There’s a section which is greyed out - this means that the aggregations returned NA.

Let’s plot the coordinates which we have interpolated values for over the top.

kriged_coordinates <-
  as.data.frame(coordinates(kriged_df)) %>%
  filter(X < 153.5, X > 152.3, Y < -27, Y > -28)

leaflet() %>%
  addTiles() %>%
  addPolygons(
    data = qld_SA3s_aggregated,
    fillColor = pal(qld_SA3s_aggregated$median),
    color = "black",
    weight = 1,
    fillOpacity = 0.8
  ) %>%
  setView(153.026358, -27.468562, zoom = 11) %>%
  addCircleMarkers(
    lng = kriged_coordinates$X,
    lat = kriged_coordinates$Y,
    radius = 0.2
  )

Looks like we missed the target with our the coordinates that we have interpolations for!

There was a little primer to this problem when introducing the for kriging grid. There are a couple solutions to this (that I can think of):

Do a ludicrously granular grid for kriging so that we almost certainly have a point within every polygon, say every 50 square meters.
We add some points to the grid for kriging so that we ensure that we have at least 1 or more points within each polygon.

For iTRAQI, we did the latter. SA1s can be pretty small, so I don’t want to have to keep trying smaller and smaller cell sizes for the kriging grid until I don’t get any NA’s. It’s easier (and a lot faster) to get the centroid (coordinate for the centre) of every polygon and append this to the grid we use for kriging.

You can get the centroid of each polygon by using sf::st_centroid() and the coordinates out of this object with sf::st_coordinates().

In the map below, we get these centroids and add them as additional coordinates to the map in red.

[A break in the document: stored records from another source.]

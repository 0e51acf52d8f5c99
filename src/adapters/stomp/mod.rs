//! STOMP-over-WebSocket broker adapter.

mod client;
mod frame;

pub use client::{websocket_url, StompTransport};
pub use frame::{Command, Frame, FrameError};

centroids <- st_centroid(qld_SA3s, of_largest_polygon = TRUE)
centroid_coords <- as.data.frame(st_coordinates(centroids))

leaflet() %>%
  addTiles() %>%
  addPolygons(
    data = qld_SA3s_aggregated,
    fillColor = pal(qld_SA3s_aggregated$median),
    color = "black",
    weight = 1,
    fillOpacity = 0.8
  ) %>%
  setView(153.026358, -27.468562, zoom = 11) %>%
  addCircleMarkers(
    lng = kriged_coordinates$X,
    lat = kriged_coordinates$Y,
    radius = 0.2
  ) %>%
  addCircleMarkers(
    lng = centroid_coords$X,
    lat = centroid_coords$Y,
    color = "red",
    radius = 0.2
  )

They’re on target! The remaining steps would be to append this to the grid used for kriging, repeat the spatial join and aggregate within polygons.

However, I’m going to skip these steps and get straight into the shiny app development using the polygons that I’ve already made for iTRAQI.